I can't get the link to load. 
What about the Czech dogs drew you too them.


----------



## zetti (May 11, 2014)

cdwoodcox said:


> I can't get the link to load.
> What about the Czech dogs drew you too them.


I probably did something wrong in posting the link. If you go to the breeder's website, weberhausgsd.com, current litters, he's in the RR litter, Coco x Tom. The link to the Pedigree Database is there.

My interest evolved out of my fascination with E Europe once we got access to the dogs and my experience with Baron, the K-9. 

There was a drive to work there that was intense.

Mainly, I fell in love with the litter's sire, Tom. I swooned when I saw a video of him working with the breeder after just 18 days with her. The grace, the effortlessness, the pure joy in the work-amazing to see.

And that's knowing Tom is very much a one handler dog.


----------



## GypsyGhost (Dec 29, 2014)

http://http://www.pedigreedatabase.com/german_shepherd_dog/breeding.result?father=1902284&mother=634896

There's the link, for those interested.


----------



## zetti (May 11, 2014)

GypsyGhost said:


> http://http://www.pedigreedatabase.com/german_shepherd_dog/breeding.result?father=1902284&mother=634896
> 
> There's the link, for those interested.


Thank you!


----------



## elisabeth_00117 (May 17, 2009)

My experience with my female has changed my way of thinking about the breed. She is high drive but settles well in the house (that took about 2 years though, she's almost 6 now).

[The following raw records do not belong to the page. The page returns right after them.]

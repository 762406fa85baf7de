use std::net::IpAddr;

use async_trait::async_trait;

use verdite_va::net::{AcmeIdentifier, PeerCertificate, TlsDialer, TlsError, TlsHandshake};

use crate::alpn_digest;

/// How the scripted dialer completes a handshake.
#[derive(Clone, Debug)]
pub enum TlsBehavior {
    /// A conforming challenge certificate for whatever SNI is requested.
    Passing,
    /// Handshake completes but no ALPN protocol is negotiated.
    NoAlpn,
    /// Conforming certificate carrying the digest of the wrong key
    /// authorization.
    WrongDigest,
    /// The handshake fails.
    Error(TlsError),
}

/// A scripted [`TlsDialer`].
pub struct MockTlsDialer {
    key_authorization: String,
    behavior: TlsBehavior,
}

impl MockTlsDialer {
    pub fn new(key_authorization: &str, behavior: TlsBehavior) -> Self {
        Self {
            key_authorization: key_authorization.to_string(),
            behavior,
        }
    }

    pub fn passing(key_authorization: &str) -> Self {
        Self::new(key_authorization, TlsBehavior::Passing)
    }

    fn challenge_certificate(&self, sni: &str, key_authorization: &str) -> PeerCertificate {
        PeerCertificate {
            subject: format!("CN={sni}"),
            self_signed: true,
            san_dns_names: vec![sni.to_string()],
            acme_identifier: Some(AcmeIdentifier {
                critical: true,
                digest: alpn_digest(key_authorization),
            }),
        }
    }
}

#[async_trait]
impl TlsDialer for MockTlsDialer {
    async fn dial(
        &self,
        _address: IpAddr,
        _port: u16,
        sni: &str,
        alpn: &[String],
    ) -> Result<TlsHandshake, TlsError> {
        match &self.behavior {
            TlsBehavior::Passing => Ok(TlsHandshake {
                alpn: alpn.first().cloned(),
                peer_chain: vec![self.challenge_certificate(sni, &self.key_authorization)],
            }),
            TlsBehavior::NoAlpn => Ok(TlsHandshake {
                alpn: None,
                peer_chain: vec![self.challenge_certificate(sni, &self.key_authorization)],
            }),
            TlsBehavior::WrongDigest => Ok(TlsHandshake {
                alpn: alpn.first().cloned(),
                peer_chain: vec![self.challenge_certificate(sni, "not-the-key-authorization")],
            }),
            TlsBehavior::Error(error) => Err(error.clone()),
        }
    }
}
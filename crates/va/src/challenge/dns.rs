use tokio::time::timeout;

use verdite_core_types::{Problem, ValidationRecord};

use crate::challenge::key_authorization_digest;
use crate::errors;
use crate::net::DnsError;
use crate::va::ValidationAuthority;

const CHALLENGE_LABEL: &str = "_acme-challenge";

impl ValidationAuthority {
    /// DNS-01: any TXT record at `_acme-challenge.{hostname}` must equal the
    /// base64url SHA-256 digest of the key authorization. The wildcard
    /// prefix never appears in the query name.
    pub(crate) async fn perform_dns01(
        &self,
        hostname: &str,
        key_authorization: &str,
    ) -> (Vec<ValidationRecord>, Option<Problem>) {
        let digest = key_authorization_digest(key_authorization);
        let query = format!("{CHALLENGE_LABEL}.{hostname}");

        let mut record = ValidationRecord::new(hostname, &self.perspective, self.rir);
        record.resolver_type = self.resolver.resolver_type().to_string();
        let records = vec![record];

        let lookup = timeout(self.attempt_timeout, self.resolver.lookup_txt(&query)).await;
        let txts = match lookup {
            Err(_) => return (records, Some(errors::dns_problem(&DnsError::Timeout))),
            Ok(Err(err)) => return (records, Some(errors::dns_problem(&err))),
            Ok(Ok(txts)) => txts,
        };

        if txts.iter().any(|txt| txt == &digest) {
            return (records, None);
        }

        let problem = if txts.is_empty() {
            Problem::unauthorized(format!("No TXT record found at {query}"))
        } else {
            Problem::unauthorized(format!(
                "Incorrect TXT record {:?} found at {query}",
                txts[0]
            ))
        };

        (records, Some(problem))
    }
}
use std::net::IpAddr;

use async_trait::async_trait;
use displaydoc::Display;

/// DNS lookups used by the challenge performers and the CAA checker.
///
/// Implementations must be safe for concurrent use; a single resolver is
/// shared by every in-flight validation.
#[async_trait]
pub trait Resolver: Send + Sync {
    /// TXT RRset for `name`, one string per record.
    async fn lookup_txt(&self, name: &str) -> Result<Vec<String>, DnsError>;

    /// A and AAAA addresses for `name`, in resolver order.
    async fn lookup_host(&self, name: &str) -> Result<Vec<IpAddr>, DnsError>;

    /// CAA RRset for exactly `name`. Tree climbing is the checker's job.
    async fn lookup_caa(&self, name: &str) -> Result<CaaLookup, DnsError>;

    /// Tag recorded in validation records identifying the resolver class.
    fn resolver_type(&self) -> &str;
}

/// DNS failures, with lookup timeouts reported distinctly from NXDOMAIN.
#[derive(Clone, Debug, PartialEq, Eq, Display)]
pub enum DnsError {
    /// NXDOMAIN
    NxDomain,
    /// Timeout after lookup
    Timeout,
    /// {0}
    ServFail(String),
}

impl std::error::Error for DnsError {}

/// A single CAA record.
#[derive(Clone, Debug, PartialEq, Eq)]
pub struct CaaRecord {
    pub flags: u8,
    pub tag: String,
    pub value: String,
}

impl CaaRecord {
    pub fn new(flags: u8, tag: impl Into<String>, value: impl Into<String>) -> Self {
        Self {
            flags,
            tag: tag.into(),
            value: value.into(),
        }
    }

    /// Whether the issuer-critical flag is set.
    pub fn critical(&self) -> bool {
        self.flags & 0x80 != 0
    }
}

/// The result of a CAA lookup: the RRset and the node that produced it.
#[derive(Clone, Debug, PartialEq, Eq)]
pub struct CaaLookup {
    pub records: Vec<CaaRecord>,
    pub used_node: String,
}
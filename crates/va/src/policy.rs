use thiserror::Error;

/// Syntactic domain policy, consulted before performing a check and when
/// vetting HTTP-01 redirect targets. The actual policy engine lives outside
/// the core.
pub trait DomainPolicy: Send + Sync {
    fn valid_domain(&self, name: &str) -> Result<(), PolicyError>;
}

#[derive(Clone, Debug, PartialEq, Eq, Error)]
#[error("{reason}")]
pub struct PolicyError {
    pub reason: String,
}

impl PolicyError {
    pub fn new(reason: impl Into<String>) -> Self {
        Self {
            reason: reason.into(),
        }
    }
}
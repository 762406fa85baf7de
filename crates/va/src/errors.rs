//! Mapping from collaborator failures to user-facing problems.
//!
//! Detail strings stay terse and never carry resolver identities or
//! VA-internal addresses.

use verdite_core_types::Problem;

use crate::net::{DnsError, FetchError, TlsError};

pub(crate) fn dns_problem(err: &DnsError) -> Problem {
    Problem::dns(err.to_string())
}

pub(crate) fn fetch_problem(err: &FetchError) -> Problem {
    Problem::connection(err.to_string())
}

pub(crate) fn tls_problem(err: &TlsError) -> Problem {
    match err {
        TlsError::ConnectionRefused | TlsError::ConnectionReset => {
            Problem::connection(err.to_string())
        }
        TlsError::Timeout | TlsError::Handshake(_) => Problem::tls(err.to_string()),
    }
}
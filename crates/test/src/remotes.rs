use std::sync::Arc;
use std::time::Duration;

use async_trait::async_trait;

use verdite_core_types::{CheckCaaRequest, CheckCaaResult, Rir, ValidationRequest, ValidationResult};
use verdite_va::clients::{CaaClient, RemoteClients, RemoteVa, RpcError, ValidationClient};
use verdite_va::ValidationAuthority;

use crate::fixtures::remote_test_va;
use crate::{MockFetcher, MockResolver, MockTlsDialer, TlsBehavior};

/// Forwards remote RPCs straight to a local VA, letting an in-memory
/// instance stand in for a remote perspective.
pub struct InMemoryRemote {
    va: Arc<ValidationAuthority>,
}

impl InMemoryRemote {
    pub fn new(va: Arc<ValidationAuthority>) -> Self {
        Self { va }
    }
}

#[async_trait]
impl ValidationClient for InMemoryRemote {
    async fn validate_challenge(
        &self,
        req: ValidationRequest,
    ) -> Result<ValidationResult, RpcError> {
        self.va
            .validate_challenge(&req)
            .await
            .map_err(|err| RpcError::Transport(err.to_string()))
    }
}

#[async_trait]
impl CaaClient for InMemoryRemote {
    async fn check_caa(&self, req: CheckCaaRequest) -> Result<CheckCaaResult, RpcError> {
        self.va
            .check_caa(&req)
            .await
            .map_err(|err| RpcError::Transport(err.to_string()))
    }
}

/// Every RPC fails with a transport error.
pub struct BrokenRemote;

#[async_trait]
impl ValidationClient for BrokenRemote {
    async fn validate_challenge(
        &self,
        _req: ValidationRequest,
    ) -> Result<ValidationResult, RpcError> {
        Err(RpcError::Transport("remote VA is broken".to_string()))
    }
}

#[async_trait]
impl CaaClient for BrokenRemote {
    async fn check_caa(&self, _req: CheckCaaRequest) -> Result<CheckCaaResult, RpcError> {
        Err(RpcError::Transport("remote VA is broken".to_string()))
    }
}

/// Every RPC reports cancellation.
pub struct CanceledRemote;

#[async_trait]
impl ValidationClient for CanceledRemote {
    async fn validate_challenge(
        &self,
        _req: ValidationRequest,
    ) -> Result<ValidationResult, RpcError> {
        Err(RpcError::Canceled)
    }
}

#[async_trait]
impl CaaClient for CanceledRemote {
    async fn check_caa(&self, _req: CheckCaaRequest) -> Result<CheckCaaResult, RpcError> {
        Err(RpcError::Canceled)
    }
}

/// Delays before forwarding to the wrapped client.
pub struct SlowRemote<C> {
    inner: C,
    delay: Duration,
}

impl<C> SlowRemote<C> {
    pub fn new(inner: C, delay: Duration) -> Self {
        Self { inner, delay }
    }
}

#[async_trait]
impl<C: ValidationClient> ValidationClient for SlowRemote<C> {
    async fn validate_challenge(
        &self,
        req: ValidationRequest,
    ) -> Result<ValidationResult, RpcError> {
        tokio::time::sleep(self.delay).await;
        self.inner.validate_challenge(req).await
    }
}

#[async_trait]
impl<C: CaaClient> CaaClient for SlowRemote<C> {
    async fn check_caa(&self, req: CheckCaaRequest) -> Result<CheckCaaResult, RpcError> {
        tokio::time::sleep(self.delay).await;
        self.inner.check_caa(req).await
    }
}

/// Wrap a local VA as a remote perspective.
pub fn in_memory_remote(label: &str, rir: Rir, va: Arc<ValidationAuthority>) -> RemoteVa {
    let client = Arc::new(InMemoryRemote::new(va));
    RemoteVa::new(
        label,
        rir,
        RemoteClients {
            validate: client.clone(),
            check_caa: client,
        },
    )
}

/// A remote perspective that passes every standard check.
pub fn passing_remote(label: &str, rir: Rir) -> RemoteVa {
    let ka = crate::key_authorization();
    let va = remote_test_va(
        label,
        rir,
        MockResolver::standard(&ka),
        MockFetcher::passing(&ka),
        MockTlsDialer::passing(&ka),
    );
    in_memory_remote(label, rir, va)
}

/// A remote perspective whose challenge checks come back `unauthorized`.
pub fn failing_remote(label: &str, rir: Rir) -> RemoteVa {
    let ka = crate::key_authorization();
    let va = remote_test_va(
        label,
        rir,
        MockResolver::unauthorized(),
        MockFetcher::failing(&ka),
        MockTlsDialer::new(&ka, TlsBehavior::WrongDigest),
    );
    in_memory_remote(label, rir, va)
}

/// A remote perspective whose CAA lookups fail with SERVFAIL.
pub fn caa_broken_remote(label: &str, rir: Rir) -> RemoteVa {
    let ka = crate::key_authorization();
    let va = remote_test_va(
        label,
        rir,
        MockResolver::broken(&ka),
        MockFetcher::passing(&ka),
        MockTlsDialer::passing(&ka),
    );
    in_memory_remote(label, rir, va)
}

/// A remote perspective whose resolver sees hijacked CAA for `present.com`.
pub fn caa_hijacked_remote(label: &str, rir: Rir) -> RemoteVa {
    let ka = crate::key_authorization();
    let va = remote_test_va(
        label,
        rir,
        MockResolver::hijacked(&ka),
        MockFetcher::passing(&ka),
        MockTlsDialer::passing(&ka),
    );
    in_memory_remote(label, rir, va)
}

/// A remote perspective with a broken RPC transport.
pub fn broken_remote(label: &str, rir: Rir) -> RemoteVa {
    let client = Arc::new(BrokenRemote);
    RemoteVa::new(
        label,
        rir,
        RemoteClients {
            validate: client.clone(),
            check_caa: client,
        },
    )
}

/// A remote perspective whose RPCs come back cancelled.
pub fn canceled_remote(label: &str, rir: Rir) -> RemoteVa {
    let client = Arc::new(CanceledRemote);
    RemoteVa::new(
        label,
        rir,
        RemoteClients {
            validate: client.clone(),
            check_caa: client,
        },
    )
}

/// A passing remote perspective that answers only after `delay`.
pub fn slow_remote(label: &str, rir: Rir, delay: Duration) -> RemoteVa {
    let ka = crate::key_authorization();
    let va = remote_test_va(
        label,
        rir,
        MockResolver::standard(&ka),
        MockFetcher::passing(&ka),
        MockTlsDialer::passing(&ka),
    );
    let client = Arc::new(SlowRemote::new(InMemoryRemote::new(va), delay));
    RemoteVa::new(
        label,
        rir,
        RemoteClients {
            validate: client.clone(),
            check_caa: client,
        },
    )
}
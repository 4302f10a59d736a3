//! Integration tests of complete runs of the cooling simulation.
//!
//! These check the properties every run must satisfy, and that the cloud cools from its
//! loading temperature.

#[cfg(test)]
pub mod tests {
    use crate::atom::HyperfineLevel;
    use crate::averager::MultiRunAverager;
    use crate::configuration::{MotConfiguration, SimulationOptions};
    use crate::ensemble::EnsembleIntegrator;
    use crate::random::derive_run_seeds;

    fn small_options() -> SimulationOptions {
        SimulationOptions {
            n_atoms: 40,
            time_max: 3e-3,
            dt: 1e-4,
            n_simulations: 2,
            snapshot_interval: 5,
            seed: None,
        }
    }

    #[test]
    fn same_seed_gives_identical_averages() {
        let a = MultiRunAverager::new(MotConfiguration::default(), small_options())
            .expect("invalid configuration")
            .run(11)
            .expect("run failed");
        let b = MultiRunAverager::new(MotConfiguration::default(), small_options())
            .expect("invalid configuration")
            .run(11)
            .expect("run failed");
        assert_eq!(a, b);
    }

    #[test]
    fn averaging_one_run_returns_that_run() {
        let options = SimulationOptions {
            n_simulations: 1,
            ..small_options()
        };
        let seed = 31;
        let averaged = MultiRunAverager::new(MotConfiguration::default(), options.clone())
            .expect("invalid configuration")
            .run(seed)
            .expect("run failed");
        let single = EnsembleIntegrator::new(MotConfiguration::default(), options)
            .expect("invalid configuration")
            .run(derive_run_seeds(seed, 1)[0])
            .expect("run failed");
        assert_eq!(averaged.n_simulations, 1);
        assert_eq!(averaged.series, single);
    }

    #[test]
    fn averaged_observables_are_well_formed() {
        let options = small_options();
        let result = MultiRunAverager::new(MotConfiguration::default(), options.clone())
            .expect("invalid configuration")
            .run(3)
            .expect("run failed");
        let series = &result.series;
        assert_eq!(result.times(), options.times().as_slice());
        assert_eq!(series.snapshot_steps, vec![0, 5, 10, 15, 20, 25]);
        for populations in series.level_populations.iter() {
            assert!((populations.iter().sum::<f64>() - 1.0).abs() < 1e-9);
            assert!(populations.iter().all(|p| *p >= 0.0));
        }
        assert!(series.temperatures.iter().all(|t| *t >= 0.0));
        for snapshot in series.positions.iter() {
            assert_eq!(snapshot.len(), options.n_atoms);
        }
    }

    #[test]
    fn unpopulated_levels_have_no_mean_velocity() {
        let config = MotConfiguration {
            initial_level_weights: [1.0, 0.0, 0.0, 0.0],
            transitions: vec![],
            repumper_intensity: 0.0,
            ..Default::default()
        };
        let integrator =
            EnsembleIntegrator::new(config, small_options()).expect("invalid configuration");
        let series = integrator.run(17).expect("run failed");
        for (velocities, populations) in series
            .level_velocities
            .iter()
            .zip(series.level_populations.iter())
        {
            assert_eq!(populations[HyperfineLevel::F1.index()], 1.0);
            assert!(velocities.get(HyperfineLevel::F1).is_some());
            assert_eq!(velocities.get(HyperfineLevel::F2), None);
            assert_eq!(velocities.get(HyperfineLevel::F3), None);
            assert_eq!(velocities.get(HyperfineLevel::Dark), None);
        }
    }

    #[test]
    fn cloud_cools_from_loading_temperature() {
        let options = SimulationOptions {
            n_atoms: 200,
            time_max: 0.05,
            dt: 1e-4,
            n_simulations: 2,
            snapshot_interval: 100,
            seed: None,
        };
        let config = MotConfiguration::default();
        let loading_temperature = config.initial_temperature;
        let result = MultiRunAverager::new(config, options)
            .expect("invalid configuration")
            .run(7)
            .expect("run failed");
        let initial = result.series.temperatures[0];
        let last = result.final_temperature().expect("no steps recorded");
        assert!(initial > 0.0);
        assert!(last < initial);
        assert!(last < loading_temperature);
    }

    /// Full-size run at the default loading conditions.
    #[test]
    #[ignore]
    fn full_size_cloud_cools() {
        let options = SimulationOptions {
            n_atoms: 1000,
            time_max: 1.0,
            dt: 1e-4,
            n_simulations: 3,
            snapshot_interval: 2000,
            seed: None,
        };
        let config = MotConfiguration {
            initial_temperature: 360.0,
            ..Default::default()
        };
        let result = MultiRunAverager::new(config, options)
            .expect("invalid configuration")
            .run(2023)
            .expect("run failed");
        let last = result.final_temperature().expect("no steps recorded");
        assert!(last < 360.0);
    }
}
//! Scenario tests exercising the full simulation pipeline.

pub mod mot_cooling;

I have done a lot with her and things just come easy to her. She always is happy to work no matter what I ask. Everything is done at top speed though so I have to be sure I know what I want, etc. She is social and yet has no problem biting for real. She has protected my sister and i, including a neighbor from a real threat twice in the last two years. No doubts she wouldn't follow through.

We do IPO and she (after a few years away from the sport) finished high BH in a very competitive group. That was her, not my training...Lol.

Her protection can be real but she also knows how to have fun with the decoy. That is new to her and I encourage it, I don't need a man eater. 

She is just a great dog, a bit much at times in terms of drive and such but I love her.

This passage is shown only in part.